Are the global financial markets ready to embrace Mark Carney and his Private Finance Agenda for COP26?

In January, Boris Johnson appointed Mark Carney, (then the Governor of the Bank of England) as his Finance Adviser for the purposes of COP26 to “help build a sustainable financial system to support the transition to a net zero economy”. Carney has also been appointed UN special envoy for climate action and finance.

Legacy as Governor of Bank of England

This appointment came as no surprise given Carney’s involvement in progressing the transition of the financial sector to a net zero economy whilst Governor of the Bank of England. During his tenure, the financial markets changed significantly. Green investments are now a central trend and investment in renewables and nuclear energy make up the top 55% of the investment market.

As a result, trillions of pounds have been invested in technology within the energy, construction, property and transport sectors and used to reduce carbon emissions. Last month, government figures revealed that the UK had reduced greenhouse gas emissions for the seventh consecutive year with nearly 37% of electricity generated by renewable energy sources in 2019.

As chair of the Financial Stability Board, Carney helped to develop the voluntary guidelines of the Task Force for Climate-related Financial Disclosures (TCFDs) which has since secured the backing of more than 1,000 firms, banks and organisations worldwide.

In appointing Carney, the government has acknowledged that the finance sector has an important role to play in helping the nation meet all Paris Agreement targets. Indeed, the finance industry could be the catalyst for other sectors to transition to a net zero economy as it will help raise the funds (via investment) required for the technology to guide all other sectors in this transition.

But will Carney be able to sufficiently galvanise the global financial markets into action?

Private Finance Agenda for COP26

On 27 February 2020, Carney launched the Private Finance Agenda for COP26 (the Agenda).

The aim of the Agenda is to unlock the trillions of dollars needed for the global financial sector to transition to a net zero economy. This is why the overarching focus is on climate risk disclosure, with the objective being “every financial decision must take climate change into account”.

To achieve this, Carney will implement a three pronged strategy which he called the “three Rs”:

  • Reporting: Carney will work with international regulatory standard setters and governments to find the best way to make climate disclosure mandatory.
  • Risk management: Carney advocated the Bank of England’s stress test of all major banks and insurers against climate change scenarios to be used on a global scale. The test “will expose those that have not” prepared for the net zero transition.
  • Return: Carney promoted disclosure of whether a client’s values are aligned with the investment of their money. Companies, banks, insurers, pension funds and investors will increasingly be expected to develop and disclose their transition plans which will indicate whether a client’s values have been taken into account.

Carney has yet to publish a full strategy. Details of how to build on current sustainability metrics or how companies will report climate risks and measure sustainability investments are not currently clear. However, his proposals have, on the whole, been well received. Fiona Reynolds, CEO of the Principles for Responsible Investment, noted that “this is the first time a host government for the COP has fully recognised the critical role that finance has to play alongside state actors…”.

Additional challenges

Nevertheless, there are some climate finance experts who consider that more work is needed to ensure Carney’s Agenda is truly holistic and inclusive of poorer nations.

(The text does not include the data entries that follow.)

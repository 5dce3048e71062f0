//! Retained message storage.
//!
//! The publish path only talks to [`RetainedStore`]; durable backends live
//! outside this crate and implement the same trait. [`MemoryRetainedStore`]
//! keeps everything in a `DashMap` and is what the binary runs with.

mod error;

pub use error::{PersistenceError, Result};

use std::sync::Arc;
use std::time::SystemTime;

use async_trait::async_trait;
use bytes::Bytes;
use dashmap::DashMap;

use crate::protocol::QoS;
use crate::topic::topic_matches_filter;

/// Retained message held for future subscribers
#[derive(Debug, Clone, PartialEq, Eq)]
pub struct RetainedMessage {
    pub topic: Arc<str>,
    pub payload: Bytes,
    pub qos: QoS,
    pub stored_at: SystemTime,
}

/// Per-topic retained message storage
#[async_trait]
pub trait RetainedStore: Send + Sync {
    /// Store or replace the retained message of a topic
    async fn store(&self, topic: &str, payload: Bytes, qos: QoS) -> Result<()>;

    /// Clear the retained message of a topic (no-op if absent)
    async fn remove(&self, topic: &str) -> Result<()>;

    /// Retained message of an exact topic
    async fn get(&self, topic: &str) -> Result<Option<RetainedMessage>>;

    /// Retained messages whose topic matches a subscription filter
    async fn matching(&self, filter: &str) -> Result<Vec<RetainedMessage>>;
}

#[async_trait]
impl<T: RetainedStore + ?Sized> RetainedStore for Arc<T> {
    async fn store(&self, topic: &str, payload: Bytes, qos: QoS) -> Result<()> {
        (**self).store(topic, payload, qos).await
    }

    async fn remove(&self, topic: &str) -> Result<()> {
        (**self).remove(topic).await
    }

    async fn get(&self, topic: &str) -> Result<Option<RetainedMessage>> {
        (**self).get(topic).await
    }

    async fn matching(&self, filter: &str) -> Result<Vec<RetainedMessage>> {
        (**self).matching(filter).await
    }
}

/// In-memory retained store
#[derive(Default)]
pub struct MemoryRetainedStore {
    messages: DashMap<Arc<str>, RetainedMessage>,
}

impl MemoryRetainedStore {
    pub fn new() -> Self {
        Self::default()
    }

    pub fn len(&self) -> usize {
        self.messages.len()
    }

    pub fn is_empty(&self) -> bool {
        self.messages.is_empty()
    }
}

#[async_trait]
impl RetainedStore for MemoryRetainedStore {
    async fn store(&self, topic: &str, payload: Bytes, qos: QoS) -> Result<()> {
        let topic: Arc<str> = Arc::from(topic);
        self.messages.insert(
            topic.clone(),
            RetainedMessage {
                topic,
                payload,
                qos,
                stored_at: SystemTime::now(),
            },
        );
        Ok(())
    }

    async fn remove(&self, topic: &str) -> Result<()> {
        self.messages.remove(topic);
        Ok(())
    }

    async fn get(&self, topic: &str) -> Result<Option<RetainedMessage>> {
        Ok(self.messages.get(topic).map(|m| m.value().clone()))
    }

    async fn matching(&self, filter: &str) -> Result<Vec<RetainedMessage>> {
        let mut found: Vec<RetainedMessage> = self
            .messages
            .iter()
            .filter(|entry| topic_matches_filter(entry.key(), filter))
            .map(|entry| entry.value().clone())
            .collect();
        found.sort_by(|a, b| a.topic.cmp(&b.topic));
        Ok(found)
    }
}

Clare Shakya, Director of Climate Change at the International Institute for Environment and Development believes that “the tools set out by Mr Carney will not work in countries and regions that fail to attract investment already. Pushing for tightening private investment practice needs to be alongside a commitment to help the poorest countries reduce their vulnerability to climate change and build the governance and institutions that manage their risks. This will take significant public investment.”

The US’s position is also a major influence on global cooperation. With President Trump’s announcement that the US will pull out of the Paris Agreement, some believe that this will make global central bank action difficult.

COP26 was due to take place in Glasgow on 9-19 November 2020. However, due to the current COVID-19 pandemic, this has been postponed with a new date to be confirmed. While a delay is not ideal, the circumstances surrounding it could be used to demonstrate that a significant change in our working and personal lives can be achieved (albeit in extreme circumstances) and that we should take heed of the subsequent emission levels data produced. This should assist in reigniting the COP global agenda.


Carney’s call to action to the global finance markets to adopt mandatory climate disclosure confirms our views as set out last year. We may now see claims against companies, insurers, banks and investors and their directors and officers sooner than expected. The basis of these claims could be for: failure to properly disclose climate change risks to the market; failure to assess properly and take adequate action to mitigate climate risks; and failure to appropriately value a company’s assets and investments, taking into account climate risks.

To avoid this, the finance industry must include the consideration of climate risks in all environmental, social and governance policies. We would also advocate implementing a transition plan to help manage climate risks and circumvent solvency issues.